[Opening Exercise data section]

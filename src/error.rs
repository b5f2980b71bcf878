//! Error types for the flowline engine.
//!
//! This module defines a single error enum covering every failure mode of the
//! engine, from grid construction through interpolation and profile geometry.

use thiserror::Error;

/// The main error type for flowline operations.
#[derive(Error, Debug)]
pub enum FlowlineError {
    /// IO errors
    #[error("IO error: {0}")]
    Io(#[from] std::io::Error),

    /// Configuration errors
    #[error("Configuration error: {message}")]
    Config { message: String },

    /// Invalid coordinate errors
    #[error("Invalid coordinates: {message}")]
    InvalidCoordinates { message: String },

    /// Invalid parameter errors
    #[error("Invalid parameter: {param} - {message}")]
    InvalidParameter { param: String, message: String },

    /// Array shape or axis-order violations
    #[error("Dimension mismatch: {message}")]
    DimensionMismatch { message: String },

    /// Requested functionality that is not implemented
    #[error("Not implemented: {message}")]
    NotImplemented { message: String },

    /// Degenerate numeric input (e.g. zero-length chords)
    #[error("Numeric error: {message}")]
    Numeric { message: String },

    /// JSON serialization/deserialization errors
    #[error("JSON error: {0}")]
    Json(#[from] serde_json::Error),
}

/// Convenience type alias for Results with FlowlineError
pub type Result<T> = std::result::Result<T, FlowlineError>;
use crate::auth::require_session;
use crate::handlers;
use crate::state::AppState;
use axum::{
    Router, middleware,
    routing::{delete, get, post, put},
};

pub fn router(state: AppState) -> Router {
    let protected = Router::new()
        .route("/", get(handlers::index))
        .route(
            "/api/links",
            get(handlers::list_links)
                .post(handlers::add_link)
                .delete(handlers::reset_links),
        )
        .route("/api/links/:id", delete(handlers::delete_link))
        .route("/api/links/:id/pin", post(handlers::toggle_pin))
        .route(
            "/api/expenses",
            get(handlers::list_expenses)
                .post(handlers::add_expense)
                .delete(handlers::reset_expenses),
        )
        .route("/api/expenses/export", get(handlers::export_expenses))
        .route(
            "/api/expenses/:id",
            put(handlers::edit_expense).delete(handlers::delete_expense),
        )
        .route(
            "/api/incomes",
            get(handlers::list_incomes)
                .post(handlers::add_income)
                .delete(handlers::reset_incomes),
        )
        .route(
            "/api/incomes/:id",
            put(handlers::edit_income).delete(handlers::delete_income),
        )
        .route("/api/transactions", get(handlers::transactions))
        .route("/api/stats", get(handlers::get_stats))
        .route("/api/weather", get(handlers::weather))
        .route("/api/weather/cities", get(handlers::weather_cities))
        .route("/api/theme", get(handlers::get_theme))
        .route("/api/theme/toggle", post(handlers::toggle_theme))
        .route_layer(middleware::from_fn_with_state(state.clone(), require_session));

    Router::new()
        .route("/login", get(handlers::login_page))
        .route("/api/auth/signup", post(handlers::signup))
        .route("/api/auth/login", post(handlers::login))
        .route("/api/auth/logout", post(handlers::logout))
        .route("/api/auth/me", get(handlers::me))
        .merge(protected)
        .with_state(state)
}
use crate::auth::UserDirectory;
use crate::ledger::Ledger;
use crate::models::Theme;
use crate::storage::{self, Store};
use crate::weather::WeatherClient;
use std::sync::Arc;
use tokio::sync::Mutex;

#[derive(Clone)]
pub struct AppState {
    pub store: Store,
    pub ledger: Arc<Mutex<Ledger>>,
    pub users: Arc<Mutex<UserDirectory>>,
    pub theme: Arc<Mutex<Theme>>,
    pub weather: WeatherClient,
}

impl AppState {
    pub async fn load(store: Store, weather: WeatherClient) -> Self {
        let ledger = Ledger::load(store.clone()).await;
        let users = UserDirectory::load(store.clone()).await;
        let theme = store.read_value(storage::THEME).await.unwrap_or_default();
        Self {
            store,
            ledger: Arc::new(Mutex::new(ledger)),
            users: Arc::new(Mutex::new(users)),
            theme: Arc::new(Mutex::new(theme)),
            weather,
        }
    }
}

[Closing Exercise data section]

◆ **Your assignment**
Nothing in the records above may be left out when you repeat them exactly.

◆ **Response below**
filename src/error.rs
repository b5f2980b71bcf878
//! Error types for the flowline engine.
//!
//! This module defines a single error enum covering every failure mode of the
//! engine, from grid construction through interpolation and profile geometry.

use thiserror::Error;

/// The main error type for flowline operations.
#[derive(Error, Debug)]
pub enum FlowlineError {
    /// IO errors
    #[error("IO error: {0}")]
    Io(#[from] std::io::Error),

    /// Configuration errors
    #[error("Configuration error: {message}")]
    Config { message: String },

    /// Invalid coordinate errors
    #[error("Invalid coordinates: {message}")]
    InvalidCoordinates { message: String },

    /// Invalid parameter errors
    #[error("Invalid parameter: {param} - {message}")]
    InvalidParameter { param: String, message: String },

    /// Array shape or axis-order violations
    #[error("Dimension mismatch: {message}")]
    DimensionMismatch { message: String },

    /// Requested functionality that is not implemented
    #[error("Not implemented: {message}")]
    NotImplemented { message: String },

    /// Degenerate numeric input (e.g. zero-length chords)
    #[error("Numeric error: {message}")]
    Numeric { message: String },

    /// JSON serialization/deserialization errors
    #[error("JSON error: {0}")]
    Json(#[from] serde_json::Error),
}

/// Convenience type alias for Results with FlowlineError
pub type Result<T> = std::result::Result<T, FlowlineError>;
use crate::auth::require_session;
use crate::handlers;
use crate::state::AppState;
use axum::{
    Router, middleware,
    routing::{delete, get, post, put},
};

pub fn router(state: AppState) -> Router {
    let protected = Router::new()
        .route("/", get(handlers::index))
        .route(
            "/api/links",
            get(handlers::list_links)
                .post(handlers::add_link)
                .delete(handlers::reset_links),
        )
        .route("/api/links/:id", delete(handlers::delete_link))
        .route("/api/links/:id/pin", post(handlers::toggle_pin))
        .route(
            "/api/expenses",
            get(handlers::list_expenses)
                .post(handlers::add_expense)
                .delete(handlers::reset_expenses),
        )
        .route("/api/expenses/export", get(handlers::export_expenses))
        .route(
            "/api/expenses/:id",
            put(handlers::edit_expense).delete(handlers::delete_expense),
        )
        .route(
            "/api/incomes",
            get(handlers::list_incomes)
                .post(handlers::add_income)
                .delete(handlers::reset_incomes),
        )
        .route(
            "/api/incomes/:id",
            put(handlers::edit_income).delete(handlers::delete_income),
        )
        .route("/api/transactions", get(handlers::transactions))
        .route("/api/stats", get(handlers::get_stats))
        .route("/api/weather", get(handlers::weather))
        .route("/api/weather/cities", get(handlers::weather_cities))
        .route("/api/theme", get(handlers::get_theme))
        .route("/api/theme/toggle", post(handlers::toggle_theme))
        .route_layer(middleware::from_fn_with_state(state.clone(), require_session));

    Router::new()
        .route("/login", get(handlers::login_page))
        .route("/api/auth/signup", post(handlers::signup))
        .route("/api/auth/login", post(handlers::login))
        .route("/api/auth/logout", post(handlers::logout))
        .route("/api/auth/me", get(handlers::me))
        .merge(protected)
        .with_state(state)
}
use crate::auth::UserDirectory;
use crate::ledger::Ledger;
use crate::models::Theme;
use crate::storage::{self, Store};
use crate::weather::WeatherClient;
use std::sync::Arc;
use tokio::sync::Mutex;

#[derive(Clone)]
pub struct AppState {
    pub store: Store,
    pub ledger: Arc<Mutex<Ledger>>,
    pub users: Arc<Mutex<UserDirectory>>,
    pub theme: Arc<Mutex<Theme>>,
    pub weather: WeatherClient,
}

impl AppState {
    pub async fn load(store: Store, weather: WeatherClient) -> Self {
        let ledger = Ledger::load(store.clone()).await;
        let users = UserDirectory::load(store.clone()).await;
        let theme = store.read_value(storage::THEME).await.unwrap_or_default();
        Self {
            store,
            ledger: Arc::new(Mutex::new(ledger)),
            users: Arc::new(Mutex::new(users)),
            theme: Arc::new(Mutex::new(theme)),
            weather,
        }
    }
}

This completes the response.